At many points in his later career, Hammerstein fell into numerous legal troubles, most of them in regards to his opera houses. Interestingly enough, he went through many of them with an air of pride.
One of his more infamous accusations was from a Frances Lee, an opera singer, who accused him of preventing her from singing in the Manhattan Opera House after one performance. Hammerstein was found not guilty and settled his possible payment for up to $35.
Hammerstein had given his two daughters, Stella and Rose Hammerstein, $200 a week for financial support after the death of his first wife. The payments were given to them by the Equitable Trust Company securely in exchange for stock shares in Hammerstein’s Victoria Theatre. In 1912, Hammerstein requested his stocks back from the company and chose to no longer pay for his daughters. Stella and Rose sought to fight against their father, who believed that they could support themselves on their own. Infamously, he compared paying his daughters to “the eccentricities and actions of the late lamented King Lear.

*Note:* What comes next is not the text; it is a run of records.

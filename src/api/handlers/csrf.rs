//! Explicit CSRF token issuance endpoint.
//!
//! Single-page frontends bootstrap from here before their first mutation.
//! The protocol engine skips this path, so the handler runs the safe-method
//! issuance itself and returns the token in the body as well as the header.

use axum::{
    Json,
    extract::Extension,
    http::{
        HeaderMap, HeaderName, HeaderValue, StatusCode,
        header::{CACHE_CONTROL, SET_COOKIE},
    },
    response::IntoResponse,
};
use serde::{Deserialize, Serialize};
use tracing::{error, instrument};
use utoipa::ToSchema;

use crate::api::AppContext;
use crate::csrf::engine;
use crate::csrf::cookies::CookieSnapshot;
use crate::csrf::middleware::now_ms;

#[derive(ToSchema, Serialize, Deserialize, Debug)]
pub struct CsrfTokenData {
    token: String,
}

#[derive(ToSchema, Serialize, Deserialize, Debug)]
pub struct CsrfTokenEnvelope {
    status: String,
    data: CsrfTokenData,
}

#[utoipa::path(
    get,
    path = "/api/security/csrf",
    responses (
        (status = 200, description = "Freshly issued CSRF token", body = CsrfTokenEnvelope),
        (status = 500, description = "Token could not be issued")
    ),
    tag = "security",
)]
/// Issue a CSRF token, minting or rotating the secret cookie as needed.
#[instrument(skip(ctx, headers))]
pub async fn issue(Extension(ctx): Extension<AppContext>, headers: HeaderMap) -> impl IntoResponse {
    let config = &ctx.csrf_config;
    let cookies = CookieSnapshot::from_headers(&headers);

    let issued = match engine::issue(config, &cookies, now_ms()) {
        Ok(issued) => issued,
        Err(err) => {
            error!("CSRF issuance failed: {err:#}");
            return StatusCode::INTERNAL_SERVER_ERROR.into_response();
        }
    };

    let mut response_headers = HeaderMap::new();
    if let Ok(name) = HeaderName::from_bytes(config.header_name().as_bytes())
        && let Ok(value) = HeaderValue::from_str(&issued.token)
    {
        response_headers.insert(name, value);
    }
    for cookie in &issued.cookies {
        if let Some(value) = cookie.header_value() {
            response_headers.append(SET_COOKIE, value);
        }
    }
    response_headers.insert(CACHE_CONTROL, HeaderValue::from_static("no-store"));

    let envelope = CsrfTokenEnvelope {
        status: "ok".to_string(),
        data: CsrfTokenData {
            token: issued.token,
        },
    };

    (StatusCode::OK, response_headers, Json(envelope)).into_response()
}
//! Feature-flag evaluation scoped to tenants.
//!
//! Only the tenant-interacting surface lives here: a capability interface
//! and a static in-memory provider with per-tenant overrides. Remote flag
//! backends are stubbed out of scope; they would implement the same trait
//! and be selected at construction time.

use anyhow::Result;
use serde::Serialize;
use std::collections::{BTreeMap, HashMap};
use std::sync::RwLock;
use utoipa::ToSchema;

/// Value of an evaluated flag.
#[derive(Debug, Clone, PartialEq, Serialize, ToSchema)]
#[serde(untagged)]
pub enum FlagValue {
    Bool(bool),
    Number(f64),
    Text(String),
}

impl FlagValue {
    #[must_use]
    pub fn as_bool(&self) -> bool {
        match self {
            Self::Bool(value) => *value,
            Self::Number(value) => *value != 0.0,
            Self::Text(value) => !value.is_empty(),
        }
    }
}

/// Capability interface for flag backends.
pub trait FlagProvider: Send + Sync {
    /// Prepare the provider for evaluation.
    ///
    /// # Errors
    ///
    /// Backend-specific; the static provider never fails.
    fn initialize(&self) -> Result<()>;

    /// Evaluate a flag as a boolean for a tenant.
    fn is_enabled(&self, flag: &str, tenant_id: &str) -> bool;

    /// Evaluate a flag's value for a tenant. `None` means unknown flag.
    fn value(&self, flag: &str, tenant_id: &str) -> Option<FlagValue>;

    /// All flags as evaluated for a tenant.
    fn all_flags(&self, tenant_id: &str) -> BTreeMap<String, FlagValue>;

    /// Re-read backing data.
    ///
    /// # Errors
    ///
    /// Backend-specific; the static provider never fails.
    fn refresh(&self) -> Result<()>;
}

/// Flag state: global defaults plus per-tenant overrides.
#[derive(Debug, Default, Clone)]
pub struct FlagSet {
    pub defaults: BTreeMap<String, FlagValue>,
    pub tenant_overrides: HashMap<String, BTreeMap<String, FlagValue>>,
}

/// In-memory provider over a [`FlagSet`]. Refresh swaps the whole set
/// back in, which for static data is a no-op kept for interface parity.
#[derive(Debug, Default)]
pub struct StaticFlagProvider {
    flags: RwLock<FlagSet>,
}

impl StaticFlagProvider {
    #[must_use]
    pub fn new(flags: FlagSet) -> Self {
        Self {
            flags: RwLock::new(flags),
        }
    }

    fn lookup(&self, flag: &str, tenant_id: &str) -> Option<FlagValue> {
        let flags = self.flags.read().ok()?;
        if let Some(overrides) = flags.tenant_overrides.get(tenant_id)
            && let Some(value) = overrides.get(flag)
        {
            return Some(value.clone());
        }
        flags.defaults.get(flag).cloned()
    }
}

impl FlagProvider for StaticFlagProvider {
    fn initialize(&self) -> Result<()> {
        Ok(())
    }

    fn is_enabled(&self, flag: &str, tenant_id: &str) -> bool {
        self.lookup(flag, tenant_id)
            .is_some_and(|value| value.as_bool())
    }

    fn value(&self, flag: &str, tenant_id: &str) -> Option<FlagValue> {
        self.lookup(flag, tenant_id)
    }

    fn all_flags(&self, tenant_id: &str) -> BTreeMap<String, FlagValue> {
        let Ok(flags) = self.flags.read() else {
            return BTreeMap::new();
        };
        let mut evaluated = flags.defaults.clone();
        if let Some(overrides) = flags.tenant_overrides.get(tenant_id) {
            for (name, value) in overrides {
                evaluated.insert(name.clone(), value.clone());
            }
        }
        evaluated
    }

    fn refresh(&self) -> Result<()> {
        Ok(())
    }
}
//! # Portico (Multi-Tenant SaaS Gateway)
//!
//! `portico` fronts a multi-tenant SaaS application: it resolves the tenant
//! for every inbound request and enforces a double-submit CSRF protocol on
//! mutating API traffic.
//!
//! ## Tenant Resolution
//!
//! A tenant id can arrive via an explicit header (`x-tenant-id`), the
//! leading hostname label (`acme.example.com`), or a `/tenant/<id>` path
//! prefix, tried in that order with strict validation and a reserved-word
//! deny list. The winning resolution is stamped onto response headers
//! (`x-tenant-id`, `x-tenant-strategy`, ...) for downstream consumers;
//! identity is re-derived per request and never cached in process.
//!
//! ## CSRF Protection
//!
//! The double-submit variant used here keeps a random secret in an
//! HTTP-only `SameSite=Strict` cookie and hands clients salted HMAC tokens
//! bound to it. Safe methods are issued tokens; unsafe methods must present
//! one that verifies against the cookie, after a same-origin check.
//! Successful use **rotates the secret**, so a captured token buys at most
//! one mutation. There is no server-side session table: the cookie pair is
//! the entire state.
//!
//! ## Scope
//!
//! Tenant records and feature flags sit behind provider traits with
//! in-memory implementations; persistence and remote flag backends are out
//! of scope by design.

pub mod api;
pub mod cli;
pub mod csrf;
pub mod flags;
pub mod tenant;

#[allow(clippy::doc_markdown, clippy::needless_raw_string_hashes)]
pub mod built_info {
    include!(concat!(env!("OUT_DIR"), "/built.rs"));
}

pub const GIT_COMMIT_HASH: &str = match built_info::GIT_COMMIT_HASH {
    Some(hash) => hash,
    None => "unknown",
};

pub const APP_USER_AGENT: &str = concat!(env!("CARGO_PKG_NAME"), "/", env!("CARGO_PKG_VERSION"),);

#[cfg(test)]
mod tests {
    use super::*;

    #[test]
    fn test_git_commit_hash_format() {
        if GIT_COMMIT_HASH == "unknown" {
            // Acceptable in non-git build environments
            return;
        }
        assert!(
            GIT_COMMIT_HASH.chars().all(|c| c.is_ascii_hexdigit()),
            "GIT_COMMIT_HASH should be a hex string, got: {GIT_COMMIT_HASH}"
        );
        assert!(
            GIT_COMMIT_HASH.len() >= 7,
            "GIT_COMMIT_HASH should be at least 7 characters long, got: {GIT_COMMIT_HASH}"
        );
    }

    #[test]
    fn test_app_user_agent_format() {
        assert!(APP_USER_AGENT.starts_with(env!("CARGO_PKG_NAME")));
        assert!(APP_USER_AGENT.contains(env!("CARGO_PKG_VERSION")));
    }
}
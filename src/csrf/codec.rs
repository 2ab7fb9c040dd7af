//! CSRF secret and token primitives.
//!
//! A secret is raw random bytes held by the client in an HTTP-only cookie.
//! A token is `base64url(salt) . base64url(HMAC-SHA256(secret, salt))`:
//! possession of a token proves nothing without the secret cookie, and a
//! token can only be checked by re-deriving the binding — there is nothing
//! server-side to compare against.

use anyhow::{Context, Result, anyhow};
use base64::{Engine, engine::general_purpose::URL_SAFE_NO_PAD};
use hmac::{Hmac, Mac};
use rand::{RngCore, rngs::OsRng};
use sha2::Sha256;
use subtle::ConstantTimeEq;

type HmacSha256 = Hmac<Sha256>;

/// Mint a fresh secret from the OS CSPRNG.
///
/// # Errors
///
/// Returns an error if the system random source fails.
pub fn mint_secret(len: usize) -> Result<Vec<u8>> {
    let mut bytes = vec![0u8; len];
    OsRng
        .try_fill_bytes(&mut bytes)
        .context("failed to mint CSRF secret")?;
    Ok(bytes)
}

/// Cookie encoding for a secret.
#[must_use]
pub fn encode_secret(secret: &[u8]) -> String {
    URL_SAFE_NO_PAD.encode(secret)
}

/// Decode a secret cookie value. `None` covers tampered or truncated
/// values; callers treat that the same as a missing cookie.
#[must_use]
pub fn decode_secret(value: &str) -> Option<Vec<u8>> {
    let bytes = URL_SAFE_NO_PAD.decode(value.as_bytes()).ok()?;
    if bytes.is_empty() { None } else { Some(bytes) }
}

/// Derive a token bound to `secret` with a fresh random salt.
///
/// # Errors
///
/// Returns an error if the random source fails or the keyed hash cannot be
/// initialized.
pub fn derive_token(secret: &[u8], salt_len: usize) -> Result<String> {
    let mut salt = vec![0u8; salt_len];
    OsRng
        .try_fill_bytes(&mut salt)
        .context("failed to generate token salt")?;

    let mac = bind(secret, &salt)?;
    Ok(format!(
        "{}.{}",
        URL_SAFE_NO_PAD.encode(&salt),
        URL_SAFE_NO_PAD.encode(mac)
    ))
}

/// Verify a token against a secret by recomputing the binding from the
/// embedded salt. Malformed input of any shape fails closed.
#[must_use]
pub fn verify_token(token: &str, secret: &[u8]) -> bool {
    let Some((salt_part, mac_part)) = token.split_once('.') else {
        return false;
    };
    let Ok(salt) = URL_SAFE_NO_PAD.decode(salt_part.as_bytes()) else {
        return false;
    };
    let Ok(presented) = URL_SAFE_NO_PAD.decode(mac_part.as_bytes()) else {
        return false;
    };
    let Ok(expected) = bind(secret, &salt) else {
        return false;
    };

    expected.ct_eq(&presented).into()
}

fn bind(secret: &[u8], salt: &[u8]) -> Result<Vec<u8>> {
    let mut mac = HmacSha256::new_from_slice(secret)
        .map_err(|_| anyhow!("invalid CSRF secret key length"))?;
    mac.update(salt);
    Ok(mac.finalize().into_bytes().to_vec())
}
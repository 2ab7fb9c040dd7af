//! Explicit cookie-jar modeling for the protocol engine.
//!
//! The engine never touches a live response: it reads a [`CookieSnapshot`]
//! taken once from the request and emits [`SetCookie`] instructions the
//! middleware applies. That keeps the state machine pure and testable
//! without an HTTP stack.

use axum::http::{HeaderMap, HeaderValue, header::COOKIE};
use std::collections::BTreeMap;

/// Name → value view of the request's `Cookie` header.
#[derive(Debug, Default, Clone)]
pub struct CookieSnapshot {
    values: BTreeMap<String, String>,
}

impl CookieSnapshot {
    #[must_use]
    pub fn from_headers(headers: &HeaderMap) -> Self {
        let mut values = BTreeMap::new();
        // A client may legally send several Cookie headers; read them all.
        for header in headers.get_all(COOKIE) {
            let Ok(raw) = header.to_str() else { continue };
            for pair in raw.split(';') {
                let trimmed = pair.trim();
                let mut parts = trimmed.splitn(2, '=');
                let (Some(name), Some(value)) = (parts.next(), parts.next()) else {
                    continue;
                };
                values.insert(name.trim().to_string(), value.trim().to_string());
            }
        }
        Self { values }
    }

    #[must_use]
    pub fn get(&self, name: &str) -> Option<&str> {
        self.values.get(name).map(String::as_str)
    }

    #[cfg(test)]
    pub fn insert(&mut self, name: &str, value: &str) {
        self.values.insert(name.to_string(), value.to_string());
    }
}

/// One pending `Set-Cookie` for the response.
#[derive(Debug, Clone, PartialEq, Eq)]
pub struct SetCookie {
    pub name: String,
    pub value: String,
    pub secure: bool,
}

impl SetCookie {
    #[must_use]
    pub fn new(name: &str, value: &str, secure: bool) -> Self {
        Self {
            name: name.to_string(),
            value: value.to_string(),
            secure,
        }
    }

    /// Render with the protocol's fixed attributes. Both CSRF cookies are
    /// host-wide, hidden from scripts and never sent cross-site.
    #[must_use]
    pub fn render(&self) -> String {
        let mut cookie = format!(
            "{}={}; Path=/; HttpOnly; SameSite=Strict",
            self.name, self.value
        );
        if self.secure {
            cookie.push_str("; Secure");
        }
        cookie
    }

    /// Rendered form as a header value. `None` only for values that cannot
    /// appear in a header, which the engine never produces.
    #[must_use]
    pub fn header_value(&self) -> Option<HeaderValue> {
        HeaderValue::from_str(&self.render()).ok()
    }
}

/// Leading `name=` of a rendered `Set-Cookie` header, for matching
/// downstream cookies against the engine's own.
#[must_use]
pub fn set_cookie_name(rendered: &str) -> Option<&str> {
    rendered.split_once('=').map(|(name, _)| name.trim())
}
//! Tenant introspection endpoint.

use axum::{
    Json,
    extract::Extension,
    http::{HeaderMap, StatusCode},
    response::IntoResponse,
};
use serde::Serialize;
use tracing::instrument;
use utoipa::ToSchema;

use crate::api::AppContext;
use crate::tenant::{self, TenantRecord, TenantResolution};

#[derive(ToSchema, Serialize, Debug)]
pub struct CurrentTenantData {
    #[schema(value_type = Object)]
    resolution: TenantResolution,
    /// Record for the resolved tenant; absent when the id is not a known
    /// tenant (the default id included, unless seeded).
    #[serde(skip_serializing_if = "Option::is_none")]
    record: Option<TenantRecord>,
}

#[derive(ToSchema, Serialize, Debug)]
pub struct CurrentTenantEnvelope {
    status: String,
    data: CurrentTenantData,
}

#[utoipa::path(
    get,
    path = "/api/tenants/current",
    responses (
        (status = 200, description = "Resolution and record for the request's tenant", body = CurrentTenantEnvelope)
    ),
    tag = "tenants",
)]
/// Resolve the request's tenant and look up its record.
#[instrument(skip(ctx, headers))]
pub async fn current(
    Extension(ctx): Extension<AppContext>,
    headers: HeaderMap,
) -> impl IntoResponse {
    let resolution = tenant::resolve(&ctx.tenant_config, &headers, "/api/tenants/current");
    let record = ctx.tenants.fetch(&resolution.tenant_id);

    let envelope = CurrentTenantEnvelope {
        status: "ok".to_string(),
        data: CurrentTenantData { resolution, record },
    };
    (StatusCode::OK, Json(envelope))
}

Hammerstein contracted kidney problems and paralysis, eventually permanently falling into a coma. He died in 1919 in Lenox Hill Hospital on Park Avenue and 77th Street. His contractual ban on presenting opera was due to expire in 1920; at his death he was busy planning his return to the opera stage.
The Manhattan Opera House was bid for $145,000 by Hammerstein’s two daughters. They would also sue Hammerstein’s second wife, Emma Swift Hammerstein, over money and ownership of the building. Emma Hammerstein would go to court claiming to claim ownership due to owning Hammerstein Opera Company stock, but the stocks were found to be null and void by the judge.
The Manhattan Opera House on 34th Street in New York City was renamed the “Hammerstein Ballroom” at the Manhattan Center Studios in his honor.
The influence of visionaries of men and women like Oscar Hammerstein I has made Harlem the greatest village in the world.